> WHAT YOU SHOULD DO
A complete response lists each line of the data below that includes the word "join".

[Dataset entries]
BEGIN
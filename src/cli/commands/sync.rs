//! `sync`: reconcile the workspace against the manifest repository's
//! current state.

use std::path::Path;
use std::sync::Arc;

use crate::cli::output::Output;
use crate::core::group::GroupFilter;
use crate::core::manifest::Manifest;
use crate::settings::Settings;
use crate::sync::{self, SyncInputs};
use crate::vcs::VcsDriver;

pub struct SyncArgs<'a> {
    pub force: bool,
    pub branch_override: Option<&'a str>,
    pub group_filter_override: Option<&'a str>,
    pub threads: usize,
}

/// Run a sync: refresh the manifest repo, classify add/keep/remove, and
/// fan out per-project work, then persist the new manifest snapshot.
pub async fn run_sync(
    vcs: &Arc<dyn VcsDriver>,
    workspace_root: &Path,
    settings: &Settings,
    args: SyncArgs<'_>,
) -> anyhow::Result<bool> {
    let snapshot_path = Settings::snapshot_path(workspace_root);
    let old_manifest = match std::fs::read_to_string(&snapshot_path) {
        Ok(content) => Manifest::parse(&content)?,
        Err(e) if e.kind() == std::io::ErrorKind::NotFound => Manifest::empty(),
        Err(e) => return Err(e.into()),
    };

    let group_filter_spec = args
        .group_filter_override
        .map(str::to_string)
        .or_else(|| settings.group_filter.clone())
        .unwrap_or_default();

    let inputs = SyncInputs {
        workspace_root,
        manifest_repo_path: settings.manifest_repo_path(workspace_root),
        manifest_file_path: settings.manifest_path(workspace_root),
        manifest_url: settings.manifest_url.clone(),
        manifest_remote_name: "origin".to_string(),
        force: args.force,
        branch_override: args.branch_override.map(str::to_string),
        group_filter: GroupFilter::parse(&group_filter_spec),
        threads: args.threads,
        mirror: settings.mirror,
    };

    let outcome = sync::sync(vcs, inputs, &old_manifest).await?;

    for removed in &outcome.removed {
        Output::info(&format!("removed {removed}"));
    }
    for result in &outcome.results {
        if result.success {
            Output::success(&format!("{}: {}", result.path, result.message));
        } else {
            Output::error(&format!("{}: {}", result.path, result.message));
        }
    }

    let manifest_content = std::fs::read_to_string(settings.manifest_path(workspace_root))?;
    let new_manifest = Manifest::parse(&manifest_content)?
        .filter_groups(&GroupFilter::parse(&group_filter_spec));
    let vcs_for_snapshot = Arc::clone(vcs);
    let workspace_root_owned = workspace_root.to_path_buf();
    let snapshot = new_manifest.write_snapshot(|path| {
        let project_path = workspace_root_owned.join(path);
        vcs_for_snapshot
            .current_commit(&project_path)
            .map_err(|e| anyhow::anyhow!(e))
    })?;
    std::fs::write(&snapshot_path, snapshot)?;

    Ok(outcome.all_succeeded())
}

#[cfg(test)]
mod tests {
    use super::*;
    use crate::vcs::MockDriver;
    use tempfile::TempDir;

    fn settings_for(manifest_url: &str) -> Settings {
        Settings {
            manifest_url: Some(manifest_url.to_string()),
            ..Settings::default()
        }
    }

    #[tokio::test]
    async fn sync_clones_projects_named_in_a_fresh_manifest() {
        let temp = TempDir::new().unwrap();
        let workspace_root = temp.path();
        let settings = settings_for("http://h/manifest");

        let mock = MockDriver::new();
        let manifest_repo = settings.manifest_repo_path(workspace_root);
        mock.seed_repo(&manifest_repo, "main", "c1");
        std::fs::create_dir_all(&manifest_repo).unwrap();
        std::fs::write(
            manifest_repo.join("default.xml"),
            r#"
            <manifest>
              <remote name="origin" fetch="http://h/a" />
              <project path="libs/foo" name="foo" revision="main" />
            </manifest>
            "#,
        )
        .unwrap();

        let vcs: Arc<dyn VcsDriver> = Arc::new(mock);
        let args = SyncArgs {
            force: false,
            branch_override: None,
            group_filter_override: None,
            threads: 2,
        };

        let all_succeeded = run_sync(&vcs, workspace_root, &settings, args).await.unwrap();
        assert!(all_succeeded);
        assert!(Settings::snapshot_path(workspace_root).exists());
    }

    #[tokio::test]
    async fn sync_propagates_manifest_dirty_error() {
        let temp = TempDir::new().unwrap();
        let workspace_root = temp.path();
        let settings = settings_for("http://h/manifest");

        let mock = MockDriver::new();
        let manifest_repo = settings.manifest_repo_path(workspace_root);
        mock.seed_repo(&manifest_repo, "main", "c1");
        mock.set_dirty(&manifest_repo, true);

        let vcs: Arc<dyn VcsDriver> = Arc::new(mock);
        let args = SyncArgs {
            force: false,
            branch_override: None,
            group_filter_override: None,
            threads: 1,
        };

        assert!(run_sync(&vcs, workspace_root, &settings, args).await.is_err());
    }
}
END
> SOLVED EXERCISE
        let project_path = workspace_root_owned.join(path);
            manifest_repo.join("default.xml"),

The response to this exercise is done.